У ворот нас догнал Васька.
— И я тоже с вами, — запыхавшись, сказал он.
Мы стали осторожно пробираться закоулками по мерзлым кочкам. Тускло светили звезды. Было совсем тихо. Даже собаки не лаяли. Только Семен поскрипывал на ходу красноармейскими сапогами.
Мы подошли к дому Андрея. Андрей просунул руку в щель около двери и изнутри отодвинул задвижку. Через темный коридор мы вошли в комнату. Андрей зажег коптилку.
Комната была маленькая, с низким потолком. У окна стоял стул, у стены железная кровать, в углу около двери сундук.
Андрей отодвинул сундук и достал маленький железный коробок.
Из коробка он вытащил два клочка бумаги.
— На, читай, — протянул он их Семену.
Семен взял бумажки, посмотрел, повертел и отдал обратно Андрею.
— Это что же такое?
— Это отряд наш. Список. А чтобы нельзя было понять, что тут написано, мы только буквы ставили «В. К.» — это Васька, «Г. М.» — это Гришка, «Г. Д.» — Гаврик, а вот ты — «С. В.». Распишись вот здесь, сбоку.
Андрей подал Семену огрызок карандаша. Сенька выдавил «С. В.» и к букве «В» приделал какой-то крючочек.
— Ну, — сказал Андрей, — теперь все расписались. Можно закопать.
Ночью за сараем мы вырыли глубокую ямку и опустили в нее металлический коробок со списком нашего отряда и с протоколом первого собрания.
— Пускай до красных полежит, — сказал Андрей, утаптывая землю.
Глава XVIII
ОТ ТУЖУРКИ РУКАВА
Двери комендантской долго
оставались открытыми. Одного за другим гнали рабочих на допрос. Кого отпускали сразу, а кого отправляли в станицу к атаману.Работа в мастерских шла невесело
Каждое утро недосчитывались соседей. Кто ночью через фронт махнул, а кого шкуринцы взяли.
В депо рабочие переговаривались коротко, только по делу, — тот гаечный ключ попросит, тот ножовку.
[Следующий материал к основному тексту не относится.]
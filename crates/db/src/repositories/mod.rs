//! Repository layer.
//!
//! Each repository is a zero-sized struct providing async CRUD methods
//! that accept `&PgPool` as the first argument. Methods that must run inside
//! a caller-owned transaction take `&mut Transaction<'_, Postgres>` instead.

pub mod location_repo;
pub mod part_repo;
pub mod part_vehicle_repo;
pub mod search_repo;
pub mod stock_repo;
pub mod vehicle_repo;

pub use location_repo::LocationRepo;
pub use part_repo::PartRepo;
pub use part_vehicle_repo::PartVehicleRepo;
pub use search_repo::SearchRepo;
pub use stock_repo::StockRepo;
pub use vehicle_repo::VehicleRepo;
//! Location entity model and DTOs.

use catalog_core::error::CoreError;
use catalog_core::types::{DbId, Timestamp};
use catalog_core::validation::validate_text;
use serde::{Deserialize, Serialize};
use sqlx::FromRow;

use crate::models::patch::{nullable, patched_str, required, set};

/// A stock location row from the `locations` table.
#[derive(Debug, Clone, FromRow, Serialize)]
pub struct Location {
    pub id: DbId,
    pub name: String,
    pub address: String,
    pub notes: Option<String>,
    pub telephone: Option<String>,
    pub email: Option<String>,
    pub created_at: Timestamp,
    pub updated_at: Timestamp,
}

/// DTO for creating a new location.
#[derive(Debug, Clone, Deserialize)]
pub struct CreateLocation {
    pub name: String,
    pub address: String,
    pub notes: Option<String>,
    pub telephone: Option<String>,
    pub email: Option<String>,
}

impl CreateLocation {
    pub fn validate(&self) -> Result<(), CoreError> {
        validate_text([
            ("name", Some(self.name.as_str())),
            ("address", Some(self.address.as_str())),
            ("notes", self.notes.as_deref()),
            ("telephone", self.telephone.as_deref()),
            ("email", self.email.as_deref()),
        ])
    }
}

/// DTO for patching a location. All fields are optional.
#[derive(Debug, Clone, Default, Deserialize)]
pub struct UpdateLocation {
    #[serde(default, deserialize_with = "required")]
    pub name: Option<String>,
    #[serde(default, deserialize_with = "required")]
    pub address: Option<String>,
    #[serde(default, deserialize_with = "nullable")]
    pub notes: Option<Option<String>>,
    #[serde(default, deserialize_with = "nullable")]
    pub telephone: Option<Option<String>>,
    #[serde(default, deserialize_with = "nullable")]
    pub email: Option<Option<String>>,
}

impl UpdateLocation {
    pub fn validate(&self) -> Result<(), CoreError> {
        validate_text([
            ("name", self.name.as_deref()),
            ("address", self.address.as_deref()),
            ("notes", patched_str(&self.notes)),
            ("telephone", patched_str(&self.telephone)),
            ("email", patched_str(&self.email)),
        ])
    }

    /// Write the supplied fields onto `location`.
    pub fn apply_to(self, location: &mut Location) {
        set(&mut location.name, self.name);
        set(&mut location.address, self.address);
        set(&mut location.notes, self.notes);
        set(&mut location.telephone, self.telephone);
        set(&mut location.email, self.email);
    }
}

#[cfg(test)]
mod tests {
    use super::*;

    #[test]
    fn name_cannot_be_nulled() {
        let result: Result<UpdateLocation, _> = serde_json::from_str(r#"{"name": null}"#);
        assert!(result.is_err());
    }

    #[test]
    fn email_can_be_nulled() {
        let patch: UpdateLocation = serde_json::from_str(r#"{"email": null}"#).unwrap();
        assert_eq!(patch.email, Some(None));
        assert!(patch.validate().is_ok());
    }
}
//! Search result payload.

use serde::Serialize;

use crate::models::part::Part;
use crate::models::vehicle::Vehicle;

/// Matches from one search, split by entity. Neither list is ranked.
#[derive(Debug, Clone, Default, Serialize)]
pub struct SearchResults {
    pub parts: Vec<Part>,
    pub vehicles: Vec<Vehicle>,
}
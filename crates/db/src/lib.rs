//! Postgres persistence for the parts catalog.
//!
//! Exposes pool construction, a health check, the embedded migrations, and
//! one zero-sized repository per table in [`repositories`].

use sqlx::postgres::PgPoolOptions;

pub mod models;
pub mod repositories;

pub type DbPool = sqlx::PgPool;

/// Create a connection pool from a database URL.
pub async fn create_pool(database_url: &str, max_connections: u32) -> Result<DbPool, sqlx::Error> {
    PgPoolOptions::new()
        .max_connections(max_connections)
        .connect(database_url)
        .await
}

/// Round-trip a trivial query to confirm the database is reachable.
pub async fn health_check(pool: &DbPool) -> Result<(), sqlx::Error> {
    sqlx::query("SELECT 1").execute(pool).await?;
    Ok(())
}

/// Apply all pending migrations from `db/migrations`.
pub async fn run_migrations(pool: &DbPool) -> Result<(), sqlx::migrate::MigrateError> {
    sqlx::migrate!("../../db/migrations").run(pool).await?;
    tracing::debug!("Catalog migrations up to date");
    Ok(())
}
use std::sync::Arc;

use crate::config::ServerConfig;

/// Shared application state available to all Axum handlers via `State<AppState>`.
///
/// This is cheaply cloneable (inner data is behind `Arc` or is already `Clone`).
#[derive(Clone)]
pub struct AppState {
    /// Database connection pool.
    pub pool: catalog_db::DbPool,
    /// Server configuration (read by the auth extractor).
    pub config: Arc<ServerConfig>,
}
А для других разговоров собирались у мазутных ворот. Как только на железнодорожном мостике появлялся дежурный офицер, разговоры обрывались, все расходились по своим местам и принимались со злобой колотить молотками по зубилу.
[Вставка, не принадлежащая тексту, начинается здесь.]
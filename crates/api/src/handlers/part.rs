//! Handlers for parts, their vehicle fitments, and their stock levels.
//!
//! Mutating endpoints require [`AuthUser`], except `set_stock`, which has
//! always been open to unauthenticated callers. Link and stock writes hold
//! share locks on the rows they reference until they commit.

use axum::extract::State;
use axum::http::StatusCode;
use axum::Json;
use catalog_core::error::CoreError;
use catalog_core::types::DbId;
use catalog_core::validation::validate_quantity;
use catalog_db::models::part::{CreatePart, Part, UpdatePart};
use catalog_db::models::stock::{SetStockLevel, StockLevel};
use catalog_db::models::vehicle::Vehicle;
use catalog_db::repositories::{LocationRepo, PartRepo, PartVehicleRepo, StockRepo, VehicleRepo};
use sqlx::{Postgres, Transaction};

use crate::error::{AppError, AppResult};
use crate::extract::{AppJson, AppPath};
use crate::middleware::auth::AuthUser;
use crate::response::MessageResponse;
use crate::state::AppState;

/// Verify that a part exists, returning 404 otherwise.
async fn ensure_part_exists(state: &AppState, id: DbId) -> AppResult<()> {
    if PartRepo::exists(&state.pool, id).await? {
        Ok(())
    } else {
        Err(AppError::Core(CoreError::not_found("Part", id)))
    }
}

/// Share-lock both ends of a link so neither can be deleted mid-write.
async fn lock_part_and_vehicle(
    tx: &mut Transaction<'_, Postgres>,
    part_id: DbId,
    vehicle_id: DbId,
) -> AppResult<()> {
    if !PartRepo::lock_shared(tx, part_id).await? {
        return Err(AppError::Core(CoreError::not_found("Part", part_id)));
    }
    if !VehicleRepo::lock_shared(tx, vehicle_id).await? {
        return Err(AppError::Core(CoreError::not_found("Vehicle", vehicle_id)));
    }
    Ok(())
}

// ---------------------------------------------------------------------------
// CRUD
// ---------------------------------------------------------------------------

/// POST /api/v1/parts
///
/// Create a part. The internal part code is generated server-side.
pub async fn create(
    auth: AuthUser,
    State(state): State<AppState>,
    AppJson(input): AppJson<CreatePart>,
) -> AppResult<(StatusCode, Json<Part>)> {
    input.validate()?;

    let part = PartRepo::create(&state.pool, &input).await?;

    tracing::info!(
        part_id = %part.id,
        code = %part.internal_part_code,
        subject = %auth.subject,
        "Part created",
    );

    Ok((StatusCode::CREATED, Json(part)))
}

/// GET /api/v1/parts
pub async fn list(State(state): State<AppState>) -> AppResult<Json<Vec<Part>>> {
    let parts = PartRepo::list(&state.pool).await?;
    Ok(Json(parts))
}

/// GET /api/v1/parts/{id}
pub async fn get_by_id(
    State(state): State<AppState>,
    AppPath(id): AppPath<DbId>,
) -> AppResult<Json<Part>> {
    let part = PartRepo::find_by_id(&state.pool, id)
        .await?
        .ok_or(AppError::Core(CoreError::not_found("Part", id)))?;
    Ok(Json(part))
}

/// PATCH /api/v1/parts/{id}
///
/// Apply only the supplied fields. `internal_part_code` cannot be changed.
pub async fn update(
    auth: AuthUser,
    State(state): State<AppState>,
    AppPath(id): AppPath<DbId>,
    AppJson(input): AppJson<UpdatePart>,
) -> AppResult<Json<Part>> {
    input.validate()?;

    let mut tx = state.pool.begin().await?;
    let mut part = PartRepo::find_for_update(&mut tx, id)
        .await?
        .ok_or(AppError::Core(CoreError::not_found("Part", id)))?;

    input.apply_to(&mut part);
    let part = PartRepo::save(&mut tx, &part).await?;
    tx.commit().await?;

    tracing::info!(part_id = %id, subject = %auth.subject, "Part updated");

    Ok(Json(part))
}

/// DELETE /api/v1/parts/{id}
///
/// Removes the part together with its stock levels and vehicle links.
pub async fn delete(
    auth: AuthUser,
    State(state): State<AppState>,
    AppPath(id): AppPath<DbId>,
) -> AppResult<StatusCode> {
    let deleted = PartRepo::delete(&state.pool, id).await?;
    if !deleted {
        return Err(AppError::Core(CoreError::not_found("Part", id)));
    }

    tracing::info!(part_id = %id, subject = %auth.subject, "Part deleted");

    Ok(StatusCode::NO_CONTENT)
}

// ---------------------------------------------------------------------------
// Vehicle fitment
// ---------------------------------------------------------------------------

/// POST /api/v1/parts/{id}/vehicles/{vehicle_id}
///
/// Link a part to a vehicle. Returns 201 for a new link and 200 when the
/// link already existed.
pub async fn link_vehicle(
    auth: AuthUser,
    State(state): State<AppState>,
    AppPath((part_id, vehicle_id)): AppPath<(DbId, DbId)>,
) -> AppResult<(StatusCode, Json<MessageResponse>)> {
    let mut tx = state.pool.begin().await?;
    lock_part_and_vehicle(&mut tx, part_id, vehicle_id).await?;
    let created = PartVehicleRepo::link(&mut tx, part_id, vehicle_id).await?;
    tx.commit().await?;

    if !created {
        return Ok((StatusCode::OK, Json(MessageResponse::new("Already linked"))));
    }

    tracing::info!(%part_id, %vehicle_id, subject = %auth.subject, "Part linked to vehicle");

    Ok((
        StatusCode::CREATED,
        Json(MessageResponse::new("Linked successfully")),
    ))
}

/// DELETE /api/v1/parts/{id}/vehicles/{vehicle_id}
pub async fn unlink_vehicle(
    auth: AuthUser,
    State(state): State<AppState>,
    AppPath((part_id, vehicle_id)): AppPath<(DbId, DbId)>,
) -> AppResult<StatusCode> {
    let mut tx = state.pool.begin().await?;
    lock_part_and_vehicle(&mut tx, part_id, vehicle_id).await?;
    let removed = PartVehicleRepo::unlink(&mut tx, part_id, vehicle_id).await?;
    tx.commit().await?;

    if !removed {
        return Err(AppError::Core(CoreError::LinkNotFound {
            part_id,
            vehicle_id,
        }));
    }

    tracing::info!(%part_id, %vehicle_id, subject = %auth.subject, "Part unlinked from vehicle");

    Ok(StatusCode::NO_CONTENT)
}

/// GET /api/v1/parts/{id}/vehicles
pub async fn list_vehicles(
    State(state): State<AppState>,
    AppPath(id): AppPath<DbId>,
) -> AppResult<Json<Vec<Vehicle>>> {
    ensure_part_exists(&state, id).await?;
    let vehicles = PartVehicleRepo::vehicles_for_part(&state.pool, id).await?;
    Ok(Json(vehicles))
}

// ---------------------------------------------------------------------------
// Stock
// ---------------------------------------------------------------------------

/// GET /api/v1/parts/{id}/stock
pub async fn list_stock(
    State(state): State<AppState>,
    AppPath(id): AppPath<DbId>,
) -> AppResult<Json<Vec<StockLevel>>> {
    ensure_part_exists(&state, id).await?;
    let levels = StockRepo::list_for_part(&state.pool, id).await?;
    Ok(Json(levels))
}

/// POST /api/v1/parts/{id}/stock
///
/// Create or overwrite the quantity held at one location. Repeated calls
/// for the same location update a single row.
pub async fn set_stock(
    State(state): State<AppState>,
    AppPath(id): AppPath<DbId>,
    AppJson(input): AppJson<SetStockLevel>,
) -> AppResult<Json<StockLevel>> {
    validate_quantity(input.quantity)?;

    let mut tx = state.pool.begin().await?;
    if !PartRepo::lock_shared(&mut tx, id).await? {
        return Err(AppError::Core(CoreError::not_found("Part", id)));
    }
    if !LocationRepo::lock_shared(&mut tx, input.location_id).await? {
        return Err(AppError::Core(CoreError::not_found(
            "Location",
            input.location_id,
        )));
    }
    let level = StockRepo::upsert(&mut tx, id, input.location_id, input.quantity).await?;
    tx.commit().await?;

    tracing::info!(
        part_id = %id,
        location_id = %input.location_id,
        quantity = input.quantity,
        "Stock level set",
    );

    Ok(Json(level))
}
В мастерские частенько вместе с дежурным офицером заглядывал и телеграфист Сомов. Он бойко прохаживался среди станков и говорил, подмигивая офицеру:
— Работаем… нажимаем…
Офицер даже не оборачивался в его сторону. Сомова это не смещало. Он перебегал от станка к станку, хозяйским глазом посматривал на работу, заговаривал с мастеровыми.
Рабочие глядели на него так, будто хотели размахнуться кувалдой и стукнуть его по казенной фуражке с желтыми кантами.
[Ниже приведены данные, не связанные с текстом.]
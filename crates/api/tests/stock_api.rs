//! HTTP-level tests for per-location stock levels.

mod common;

use axum::http::StatusCode;
use common::{
    body_json, create_location, create_part, delete, get, id_of, location_body, part_body,
    post_json_anon,
};
use sqlx::PgPool;

#[sqlx::test(migrations = "../../db/migrations")]
async fn set_stock_twice_keeps_one_row(pool: PgPool) {
    let part = create_part(&pool, part_body("Bosch", "Brakes", "Pad")).await;
    let location = create_location(&pool, location_body("Depot")).await;
    let uri = format!("/api/v1/parts/{}/stock", id_of(&part));

    let response = post_json_anon(
        common::build_test_app(pool.clone()),
        &uri,
        serde_json::json!({"location_id": location["id"], "quantity": 5}),
    )
    .await;
    assert_eq!(response.status(), StatusCode::OK);
    let first = body_json(response).await;
    assert_eq!(first["quantity"], 5);

    let response = post_json_anon(
        common::build_test_app(pool.clone()),
        &uri,
        serde_json::json!({"location_id": location["id"], "quantity": 12}),
    )
    .await;
    assert_eq!(response.status(), StatusCode::OK);
    let second = body_json(response).await;
    assert_eq!(second["quantity"], 12);
    assert_eq!(second["id"], first["id"]);

    let response = get(common::build_test_app(pool), &uri).await;
    let levels = body_json(response).await;
    assert_eq!(levels.as_array().unwrap().len(), 1);
    assert_eq!(levels[0]["quantity"], 12);
}

#[sqlx::test(migrations = "../../db/migrations")]
async fn quantity_defaults_to_zero(pool: PgPool) {
    let part = create_part(&pool, part_body("Bosch", "Brakes", "Pad")).await;
    let location = create_location(&pool, location_body("Depot")).await;

    let response = post_json_anon(
        common::build_test_app(pool),
        &format!("/api/v1/parts/{}/stock", id_of(&part)),
        serde_json::json!({"location_id": location["id"]}),
    )
    .await;

    assert_eq!(response.status(), StatusCode::OK);
    assert_eq!(body_json(response).await["quantity"], 0);
}

#[sqlx::test(migrations = "../../db/migrations")]
async fn negative_quantity_returns_422(pool: PgPool) {
    let part = create_part(&pool, part_body("Bosch", "Brakes", "Pad")).await;
    let location = create_location(&pool, location_body("Depot")).await;

    let response = post_json_anon(
        common::build_test_app(pool),
        &format!("/api/v1/parts/{}/stock", id_of(&part)),
        serde_json::json!({"location_id": location["id"], "quantity": -1}),
    )
    .await;

    assert_eq!(response.status(), StatusCode::UNPROCESSABLE_ENTITY);
}

#[sqlx::test(migrations = "../../db/migrations")]
async fn unknown_location_returns_404(pool: PgPool) {
    let part = create_part(&pool, part_body("Bosch", "Brakes", "Pad")).await;
    let missing = uuid::Uuid::new_v4();

    let response = post_json_anon(
        common::build_test_app(pool),
        &format!("/api/v1/parts/{}/stock", id_of(&part)),
        serde_json::json!({"location_id": missing, "quantity": 3}),
    )
    .await;

    assert_eq!(response.status(), StatusCode::NOT_FOUND);
    assert_eq!(
        body_json(response).await["error"],
        format!("Location with id {missing} not found")
    );
}

#[sqlx::test(migrations = "../../db/migrations")]
async fn unknown_part_returns_404(pool: PgPool) {
    let location = create_location(&pool, location_body("Depot")).await;

    let response = post_json_anon(
        common::build_test_app(pool.clone()),
        &format!("/api/v1/parts/{}/stock", uuid::Uuid::new_v4()),
        serde_json::json!({"location_id": location["id"], "quantity": 3}),
    )
    .await;
    assert_eq!(response.status(), StatusCode::NOT_FOUND);

    let response = get(
        common::build_test_app(pool),
        &format!("/api/v1/parts/{}/stock", uuid::Uuid::new_v4()),
    )
    .await;
    assert_eq!(response.status(), StatusCode::NOT_FOUND);
}

#[sqlx::test(migrations = "../../db/migrations")]
async fn location_stock_lists_held_parts(pool: PgPool) {
    let pad = create_part(&pool, part_body("Bosch", "Brakes", "Pad")).await;
    let disc = create_part(&pool, part_body("Bosch", "Brakes", "Disc")).await;
    let location = create_location(&pool, location_body("Depot")).await;

    for (part, quantity) in [(&pad, 4), (&disc, 2)] {
        post_json_anon(
            common::build_test_app(pool.clone()),
            &format!("/api/v1/parts/{}/stock", id_of(part)),
            serde_json::json!({"location_id": location["id"], "quantity": quantity}),
        )
        .await;
    }

    let response = get(
        common::build_test_app(pool),
        &format!("/api/v1/locations/{}/stock", id_of(&location)),
    )
    .await;
    assert_eq!(response.status(), StatusCode::OK);
    let total: i64 = body_json(response)
        .await
        .as_array()
        .unwrap()
        .iter()
        .map(|l| l["quantity"].as_i64().unwrap())
        .sum();
    assert_eq!(total, 6);
}

#[sqlx::test(migrations = "../../db/migrations")]
async fn deleting_part_or_location_removes_stock(pool: PgPool) {
    let part = create_part(&pool, part_body("Bosch", "Brakes", "Pad")).await;
    let depot = create_location(&pool, location_body("Depot")).await;
    let yard = create_location(&pool, location_body("Yard")).await;
    let stock_uri = format!("/api/v1/parts/{}/stock", id_of(&part));

    for location in [&depot, &yard] {
        post_json_anon(
            common::build_test_app(pool.clone()),
            &stock_uri,
            serde_json::json!({"location_id": location["id"], "quantity": 1}),
        )
        .await;
    }

    delete(
        common::build_test_app(pool.clone()),
        &format!("/api/v1/locations/{}", id_of(&yard)),
    )
    .await;
    let response = get(common::build_test_app(pool.clone()), &stock_uri).await;
    assert_eq!(body_json(response).await.as_array().unwrap().len(), 1);

    delete(
        common::build_test_app(pool.clone()),
        &format!("/api/v1/parts/{}", id_of(&part)),
    )
    .await;
    let response = get(
        common::build_test_app(pool),
        &format!("/api/v1/locations/{}/stock", id_of(&depot)),
    )
    .await;
    assert!(body_json(response).await.as_array().unwrap().is_empty());
}

#[sqlx::test(migrations = "../../db/migrations")]
async fn stock_of_unknown_location_returns_404(pool: PgPool) {
    let missing = uuid::Uuid::new_v4();

    let response = get(
        common::build_test_app(pool),
        &format!("/api/v1/locations/{missing}/stock"),
    )
    .await;

    assert_eq!(response.status(), StatusCode::NOT_FOUND);
    assert_eq!(
        body_json(response).await["error"],
        format!("Location with id {missing} not found")
    );
}

#[sqlx::test(migrations = "../../db/migrations")]
async fn stock_of_unknown_part_returns_404(pool: PgPool) {
    let missing = uuid::Uuid::new_v4();

    let response = get(
        common::build_test_app(pool),
        &format!("/api/v1/parts/{missing}/stock"),
    )
    .await;

    assert_eq!(response.status(), StatusCode::NOT_FOUND);
    assert_eq!(body_json(response).await["code"], "NOT_FOUND");
}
— Отойдите, ваше благородие, — говорили они сквозь зубы, — а то гайка ненароком вам в лоб угодить может.
Сомов торопливо отходил и жался к офицеру. Все же около нагана безопаснее.
Один раз Сомов явился в мастерские пьяный в дрезину. Я как раз был тогда в депо — отцу махорку принес.
— То-то… утихомирились… — бормотал Сомов. — Хорошо-с… Без товарища Филимонова дело, кажись, веселее пошло.
Илья Федорович зажимал в это время в тиски шестидюймовый болт.
Он оглянулся на Сомова и сказал так, чтобы вся мастерская слышала:
— Филимонова не тронь, гад. Филимонов в могиле. Тебе бы на его месте, стерва, лежать, а ты все еще по земле ползаешь.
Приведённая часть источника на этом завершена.